C’est aussi pourquoi nous ne devons pas nous n’inquiéter du cloud computing — parfois présentée comme la tueuses des licences libres — puisqu’il n’y a pas de distribution obligeant à publier les éventuelles modifications du code. Mais une fois de plus, nous n’avons pas besoin de cette obligation : si une entreprise d’informatique de cloud computing veut pleinement tirer les bénéfices du logiciel libre, elle y contribuera de toute façon. Si elle ne le fait pas, elle n’a rien compris.

Quelle licence devons-nous donc adopter si on n’utilise pas une licence copyleft ? Apache ? BSD ? Pourquoi pas aucune licence du tout , c’est à dire mettre le logiciel dans le domaine public ? Après tout, c’est la conclusion logique du mouvement vers des licences de plus en plus permissives — une qui permet tout.

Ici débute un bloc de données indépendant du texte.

use thiserror::Error;

#[derive(Error, Debug)]
pub enum Error {
    #[error("SQLite error: {0}")]
    Sqlite(#[from] rusqlite::Error),

    #[error("IO error: {0}")]
    Io(#[from] std::io::Error),
}

pub type Result<T> = std::result::Result<T, Error>;
use crate::model::{FunnelStage, JourneyOutcome};
use crate::Result;
use crate::tables::{EngagementRange, SimulationTables};
use rand::Rng;

/// Draws one visitor's funnel outcome from the configured tables
pub struct JourneySimulator<'a> {
    tables: &'a SimulationTables,
}

impl<'a> JourneySimulator<'a> {
    /// Fails with `InvalidTables` when a probability or range cannot be sampled
    pub fn new(tables: &'a SimulationTables) -> Result<Self> {
        tables.validate()?;
        Ok(Self { tables })
    }

    /// Probability that a visitor who started checkout completes the purchase.
    ///
    /// `base_rate * device_multiplier * purchase_multiplier`, clamped to `[0, 1]`
    /// because high-converting sources on desktop exceed 1 before clamping.
    pub fn purchase_probability(&self, traffic_source: &str, device: &str) -> f64 {
        let conversion_prob =
            self.tables.base_rate(traffic_source) * self.tables.device_multiplier(device);
        (conversion_prob * self.tables.stages.purchase_multiplier).clamp(0.0, 1.0)
    }

    /// Simulate a single visit. Unknown sources and devices use the table defaults.
    pub fn simulate<R: Rng + ?Sized>(
        &self,
        rng: &mut R,
        traffic_source: &str,
        device: &str,
    ) -> JourneyOutcome {
        let stages = &self.tables.stages;
        let purchase_prob = self.purchase_probability(traffic_source, device);

        // Each draw happens only once the previous stage is reached
        let viewed_product = rng.gen_bool(stages.view_product);
        let added_to_cart = viewed_product && rng.gen_bool(stages.add_to_cart);
        let started_checkout = added_to_cart && rng.gen_bool(stages.start_checkout);
        let completed_purchase = started_checkout && rng.gen_bool(purchase_prob);

        let mut outcome = JourneyOutcome {
            landed: true,
            viewed_product,
            added_to_cart,
            started_checkout,
            completed_purchase,
            session_duration_seconds: 0,
            pages_viewed: 0,
            bounced: !viewed_product,
            revenue: 0.0,
        };

        let range = self.engagement_for(outcome.deepest_stage());
        outcome.session_duration_seconds =
            rng.gen_range(range.duration_seconds.min..=range.duration_seconds.max);
        outcome.pages_viewed = rng.gen_range(range.pages.min..=range.pages.max);

        if completed_purchase {
            let raw = rng.gen_range(self.tables.revenue_min..=self.tables.revenue_max);
            outcome.revenue = round_cents(raw);
        }

        outcome
    }

    /// Duration and page ranges for the deepest stage a session reached
    pub fn engagement_for(&self, stage: FunnelStage) -> EngagementRange {
        let engagement = &self.tables.engagement;
        match stage {
            FunnelStage::Landing => engagement.bounced,
            FunnelStage::ProductView => engagement.viewed,
            FunnelStage::AddToCart => engagement.carted,
            FunnelStage::CheckoutStart => engagement.checkout,
            FunnelStage::Purchase => engagement.purchased,
        }
    }
}

pub(crate) fn round_cents(value: f64) -> f64 {
    (value * 100.0).round() / 100.0
}

#[cfg(test)]
mod tests {
    use super::*;
    use crate::Error;
    use rand::SeedableRng;
    use rand::rngs::StdRng;

    #[test]
    fn test_purchase_probability_is_clamped() {
        let mut tables = SimulationTables::default();
        tables.traffic_sources[4].base_conversion_rate = 0.5; // Email Campaign
        let simulator = JourneySimulator::new(&tables).unwrap();

        // 0.5 * 1.2 * 2.8 = 1.68 before clamping
        assert_eq!(simulator.purchase_probability("Email Campaign", "Desktop"), 1.0);

        let mut rng = StdRng::seed_from_u64(11);
        for _ in 0..500 {
            let outcome = simulator.simulate(&mut rng, "Email Campaign", "Desktop");
            if outcome.started_checkout {
                assert!(outcome.completed_purchase);
            }
        }
    }

    #[test]
    fn test_rejects_unsampleable_tables() {
        let mut tables = SimulationTables::default();
        tables.stages.view_product = 1.5;
        assert!(matches!(
            JourneySimulator::new(&tables),
            Err(Error::InvalidTables(_))
        ));

        let mut tables = SimulationTables::default();
        tables.revenue_min = 900.0;
        tables.revenue_max = 100.0;
        assert!(matches!(
            JourneySimulator::new(&tables),
            Err(Error::InvalidTables(_))
        ));
    }

    #[test]
    fn test_purchase_probability_uses_defaults_for_unknown_inputs() {
        let tables = SimulationTables::default();
        let simulator = JourneySimulator::new(&tables).unwrap();
        let expected = 0.14 * 1.0 * 2.8;
        assert!((simulator.purchase_probability("Carrier Pigeon", "Watch") - expected).abs() < 1e-12);
    }

    #[test]
    fn test_outcomes_respect_stage_ranges() {
        let tables = SimulationTables::default();
        let simulator = JourneySimulator::new(&tables).unwrap();
        let mut rng = StdRng::seed_from_u64(7);

        for _ in 0..2000 {
            let outcome = simulator.simulate(&mut rng, "Google Ads", "Mobile");
            let range = simulator.engagement_for(outcome.deepest_stage());

            assert!(outcome.landed);
            assert!(!outcome.added_to_cart || outcome.viewed_product);
            assert!(!outcome.started_checkout || outcome.added_to_cart);
            assert!(!outcome.completed_purchase || outcome.started_checkout);
            assert_eq!(outcome.bounced, !outcome.viewed_product);
            assert!(range.duration_seconds.contains(outcome.session_duration_seconds));
            assert!(range.pages.contains(outcome.pages_viewed));

            if outcome.completed_purchase {
                assert!((500.0..=5000.0).contains(&outcome.revenue));
                assert_eq!(outcome.revenue, round_cents(outcome.revenue));
            } else {
                assert_eq!(outcome.revenue, 0.0);
            }
        }
    }

    #[test]
    fn test_abandoned_checkout_ranges() {
        let tables = SimulationTables::default();
        let simulator = JourneySimulator::new(&tables).unwrap();
        let mut rng = StdRng::seed_from_u64(99);

        let mut seen = 0;
        for _ in 0..5000 {
            let outcome = simulator.simulate(&mut rng, "Direct", "Mobile");
            if outcome.started_checkout && !outcome.completed_purchase {
                seen += 1;
                assert!((180..=600).contains(&outcome.session_duration_seconds));
                assert!((4..=10).contains(&outcome.pages_viewed));
            }
        }
        assert!(seen > 0, "expected at least one abandoned checkout");
    }

    #[test]
    fn test_same_seed_same_outcome() {
        let tables = SimulationTables::default();
        let simulator = JourneySimulator::new(&tables).unwrap();

        let a = simulator.simulate(&mut StdRng::seed_from_u64(5), "Referral", "Tablet");
        let b = simulator.simulate(&mut StdRng::seed_from_u64(5), "Referral", "Tablet");
        assert_eq!(a, b);
    }
}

Compte tenu des discussions passionnées qui ont tendance à se produire lorsqu’on émet l’idée qu’il y a un mouvement des licences copyleft traditionnelles vers des licences légèrement plus permissives, je soupçonne que l’idée d’évoluer vers une licence complètement permissive sera choquante pour certains. À l’évidence, cela semblerait impossible, car conduisant « certainement » à l’effondrement du logiciel libre lui-même si celle-ci était largement adopté.

Un article intéressant de Clark Asay, maître de conférences à la Penn State Univerity Dickinson School of Law (et aussi frère de Matt Asay, personnalité connue de tous dans le logiciel libre) étudie cette idée en profondeur et présente quelques arguments convaincants sur le fait que placer les logiciels libres dans le domaine public fonctionne et s’avère bénéfique.

Asay (Clark et non Matt) remarque qu’il y a un coût à utiliser des licences libres en termes de conformité. Les entreprises dépensent énormément d’argent en se préoccupant de faire les choses bien, mais les programmeurs, eux aussi, perdent du temps à s’occuper de détails légaux alors qu’ils pourraient être en train d’écrire davantage de lignes de code. En particulier, l’incompatibilité entre les nombreuses licences et leurs variantes est une barrière importante à de plus larges réutilisations et collaborations. Ces problèmes signifient que les logiciels libres ne sont pas utilisés aussi largement et efficacement qu’ils le pourraient, commercialement ou non. Ces difficultés peuvent expliquer en partie le glissement vers des licences plus « permissives », guidé par le désir d’éviter justement ces problèmes.

Asay se met alors à examiner les deux objections majeures à rendre le code disponible librement, sans aucune licence. La première tient au fait que les entreprises risquent de récupérer du code puis de l’enfermer, ce qui selon lui a peu de chance de se passer puisque, en faisant ainsi, elles écarteraient beaucoup des bénéfices que seuls les logiciels libres offrent :

« Si une société devait prendre la responsabilité d’un projet et le rendre fermé, elle n’obtiendrait certainement pas le travail bénévole que les contributeurs du monde entier ont envie d’offrir aux projets disposant de licences ouvertes. Sans ce travail bénévole, les sociétés perdraient un des avantages les plus significatifs des modèles ouverts d’innovation, et ce travail bénévole resterait probablement fidèle à la version ouverte du projet. C’est pourquoi les sociétés encouragent d’ores et déjà à ouvrir le plus de projets possibles et à y contribuer. Car en faisant ainsi, cela va attirer une force de travail bénévole et déclenchera une innovation correspondant mieux à à leurs besoins et stratégies.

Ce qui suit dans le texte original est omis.